Parasympathetic nerve stimulation produces a scanty pancreatic secretion which is enzyme rich. This probably contributes to the cephalic and gastric phases of pancreatic secretion, which precede entry of food to the intestine (intestinal phase).
Bile
The aqueous component of bile contains NaHCO3. The main organic components are:
This mixture is secreted into the bile canaliculi by the hepatocytes of the liver (see Fig. 113) and then stored and concentrated in the gallbladder (Fig. 101). Following a meal, the gallbladder is stimulated to contract by cholecystokinin, and bile is expelled through the common bile duct into the duodenum.
Bile salts
Bile salts have a steroid nucleus which is usually conjugated with an amino acid. This makes them amphipathic (part water soluble, part fat soluble), allowing them to stabilize fatty emulsions in aqueous conditions. As a result, dietary lipids form an intestinal emulsion of microscopic fat droplets, each droplet being held in its watery environment by a surface coat of bile salt. The bile salt molecules orient themselves with their fat-soluble side towards the lipid core of the emulsified droplets and their water-soluble aspect in contact with the external solution.

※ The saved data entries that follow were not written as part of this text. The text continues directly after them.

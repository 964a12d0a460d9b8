//! AC power flow for feeders that are radial or carry a few loops.
//!
//! The non-slack block of the bus admittance matrix is factorized once; the bus voltages
//! are then found by fixed-point iteration on the constant-power current injections
//! (the implicit Z-bus method). Loops closed by tie lines need no special treatment.

use crate::encoding::Configuration;
use crate::error::ReconfError;
use crate::network::Network;
use nalgebra as na;
use na::Complex;
use serde::{Deserialize, Serialize};
use std::collections::VecDeque;
use std::f64::consts::PI;
use thiserror::Error;

type C64 = Complex<f64>;

/// Voltages below this magnitude are treated as collapse.
const COLLAPSE_VM_PU: f64 = 0.1;

#[derive(Clone, Copy, Debug, PartialEq, Serialize, Deserialize)]
#[serde(default, deny_unknown_fields)]
pub struct PowerFlowSettings {
    /// Largest voltage update (p.u.) accepted as converged
    pub tolerance: f64,
    pub max_iter: usize,
}

impl Default for PowerFlowSettings {
    fn default() -> Self {
        Self {
            tolerance: 1e-8,
            max_iter: 100,
        }
    }
}

#[derive(Error, Debug)]
pub enum PowerFlowError {
    #[error("{0} bus(es) are not connected to the slack bus")]
    Islanded(usize),
    #[error("bus admittance matrix is singular")]
    Singular,
    #[error("power flow diverged at iteration {0}")]
    Diverged(usize),
    #[error("power flow did not converge in {iterations} iterations (mismatch {mismatch:e})")]
    NotConverged { iterations: usize, mismatch: f64 },
    #[error(transparent)]
    Network(#[from] ReconfError),
}

#[derive(Clone, Debug, Serialize)]
pub struct PowerFlowSolution {
    pub vm_pu: Vec<f64>,
    pub va_degree: Vec<f64>,
    /// Active loss per line in MW, zero for lines out of service
    pub line_loss_mw: Vec<f64>,
    pub iterations: usize,
}

impl PowerFlowSolution {
    pub fn total_loss_mw(&self) -> f64 {
        self.line_loss_mw.iter().sum()
    }

    pub fn total_loss_kw(&self) -> f64 {
        self.total_loss_mw() * 1000.0
    }

    /// (bus, magnitude) of the lowest voltage.
    pub fn min_voltage(&self) -> Option<(usize, f64)> {
        self.vm_pu
            .iter()
            .copied()
            .enumerate()
            .min_by(|a, b| a.1.partial_cmp(&b.1).unwrap_or(std::cmp::Ordering::Equal))
    }

    /// Buses whose magnitude lies outside `[min_pu, max_pu]`.
    pub fn voltage_violations(&self, min_pu: f64, max_pu: f64) -> Vec<usize> {
        self.vm_pu
            .iter()
            .enumerate()
            .filter(|&(_, &vm)| vm < min_pu || vm > max_pu)
            .map(|(bus, _)| bus)
            .collect()
    }
}

struct BranchAdmittance {
    line: usize,
    from: usize,
    to: usize,
    series: C64,
    half_shunt: C64,
}

fn branch_admittances(net: &Network, in_service: &[bool]) -> Vec<BranchAdmittance> {
    let z_base = net.base_impedance_ohm();
    net.lines
        .iter()
        .enumerate()
        .filter(|(i, _)| in_service[*i])
        .map(|(i, line)| {
            let t = &line.line_type;
            let z = C64::new(t.r_ohm_per_km, t.x_ohm_per_km) * line.length_km / z_base;
            let b_siemens = 2.0 * PI * net.f_hz * t.c_nf_per_km * 1e-9 * line.length_km;
            BranchAdmittance {
                line: i,
                from: line.from_bus,
                to: line.to_bus,
                series: C64::new(1.0, 0.0) / z,
                half_shunt: C64::new(0.0, b_siemens * z_base / 2.0),
            }
        })
        .collect()
}

/// Number of buses without an in-service path to the slack bus.
fn unsupplied_buses(net: &Network, branches: &[BranchAdmittance]) -> usize {
    let n = net.buses.len();
    let mut adjacency = vec![Vec::new(); n];
    for br in branches {
        adjacency[br.from].push(br.to);
        adjacency[br.to].push(br.from);
    }
    let mut reached = vec![false; n];
    let mut queue = VecDeque::from([net.slack_bus]);
    reached[net.slack_bus] = true;
    while let Some(bus) = queue.pop_front() {
        for &next in &adjacency[bus] {
            if !reached[next] {
                reached[next] = true;
                queue.push_back(next);
            }
        }
    }
    reached.iter().filter(|&&r| !r).count()
}

/// Solve the network with the given in-service flag for every line.
pub fn solve(
    net: &Network,
    in_service: &[bool],
    settings: &PowerFlowSettings,
) -> Result<PowerFlowSolution, PowerFlowError> {
    let n = net.buses.len();
    let slack = net.slack_bus;
    let branches = branch_admittances(net, in_service);

    let islanded = unsupplied_buses(net, &branches);
    if islanded > 0 {
        return Err(PowerFlowError::Islanded(islanded));
    }

    let mut y_bus = na::DMatrix::<C64>::zeros(n, n);
    for br in &branches {
        let (i, j) = (br.from, br.to);
        y_bus[(i, i)] += br.series + br.half_shunt;
        y_bus[(j, j)] += br.series + br.half_shunt;
        y_bus[(i, j)] -= br.series;
        y_bus[(j, i)] -= br.series;
    }

    // Non-slack buses in ascending order
    let pq: Vec<usize> = (0..n).filter(|&b| b != slack).collect();
    let m = pq.len();
    let y_ll = na::DMatrix::from_fn(m, m, |r, c| y_bus[(pq[r], pq[c])]);
    let v_slack = C64::new(net.slack_vm_pu, 0.0);
    let source = na::DVector::from_fn(m, |r, _| -y_bus[(pq[r], slack)] * v_slack);
    let s_spec: Vec<C64> = pq
        .iter()
        .map(|&b| {
            let (p, q) = net.buses[b].injection();
            C64::new(p, q) / net.sn_mva
        })
        .collect();

    let lu = y_ll.lu();
    if !lu.is_invertible() {
        return Err(PowerFlowError::Singular);
    }

    let mut v = na::DVector::from_element(m, v_slack);
    let mut mismatch = f64::INFINITY;
    for iteration in 1..=settings.max_iter {
        let injection = na::DVector::from_fn(m, |r, _| (s_spec[r] / v[r]).conj());
        let v_new = lu
            .solve(&(injection + &source))
            .ok_or(PowerFlowError::Singular)?;
        if v_new
            .iter()
            .any(|x| !x.re.is_finite() || !x.im.is_finite() || x.norm() < COLLAPSE_VM_PU)
        {
            return Err(PowerFlowError::Diverged(iteration));
        }
        mismatch = (&v_new - &v).iter().map(|d| d.norm()).fold(0.0, f64::max);
        v = v_new;
        if mismatch < settings.tolerance {
            let mut voltages = vec![v_slack; n];
            for (r, &b) in pq.iter().enumerate() {
                voltages[b] = v[r];
            }
            tracing::trace!(iteration, "power flow converged");
            return Ok(build_solution(net, &branches, &voltages, iteration));
        }
    }
    Err(PowerFlowError::NotConverged {
        iterations: settings.max_iter,
        mismatch,
    })
}

fn build_solution(
    net: &Network,
    branches: &[BranchAdmittance],
    voltages: &[C64],
    iterations: usize,
) -> PowerFlowSolution {
    let mut line_loss_mw = vec![0.0; net.lines.len()];
    for br in branches {
        let (vi, vj) = (voltages[br.from], voltages[br.to]);
        let i_ij = (vi - vj) * br.series + vi * br.half_shunt;
        let i_ji = (vj - vi) * br.series + vj * br.half_shunt;
        let loss = vi * i_ij.conj() + vj * i_ji.conj();
        line_loss_mw[br.line] = loss.re * net.sn_mva;
    }
    PowerFlowSolution {
        vm_pu: voltages.iter().map(|v| v.norm()).collect(),
        va_degree: voltages.iter().map(|v| v.arg().to_degrees()).collect(),
        line_loss_mw,
        iterations,
    }
}

/// Apply `code` to the tie switches, then solve.
pub fn solve_configuration(
    net: &Network,
    code: &Configuration,
    settings: &PowerFlowSettings,
) -> Result<PowerFlowSolution, PowerFlowError> {
    let states = net.line_states(code)?;
    solve(net, &states, settings)
}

Bile salts are important in both the digestion and absorption of lipid.
Emulsification is necessary for efficient fat digestion since it maintains a large surface area for lipase action. This relies on the stabilizing effect of the bile salts. In their absence, the triglycerides would simply form a fatty layer floating on the surface, like an oil slick on water, and the rate of digestion would be insignificant.
Lipid absorption requires bile salts to stabilize the fatty acids and monoglycerides released by lipases in the form of even smaller molecular aggregates known as micelles. The products of lipid digestion diffuse out of these to be absorbed by the cells of the mucosal epithelium (Section 6.4).
Enterohepatic recirculation of bile salts
Bile salts are reabsorbed in the small intestine, both by passive diffusion and by an active transport system located in the lower end of the ileum (the terminal ileum). Over 80% of the secreted bile salts are absorbed back into the blood in this way and as they pass through the liver they can be resecreted back into bile (Fig. 102). This reabsorption–secretion cycle is referred to as the enterohepatic recirculation of bile salts; it minimizes the amount of bile salt synthesis required.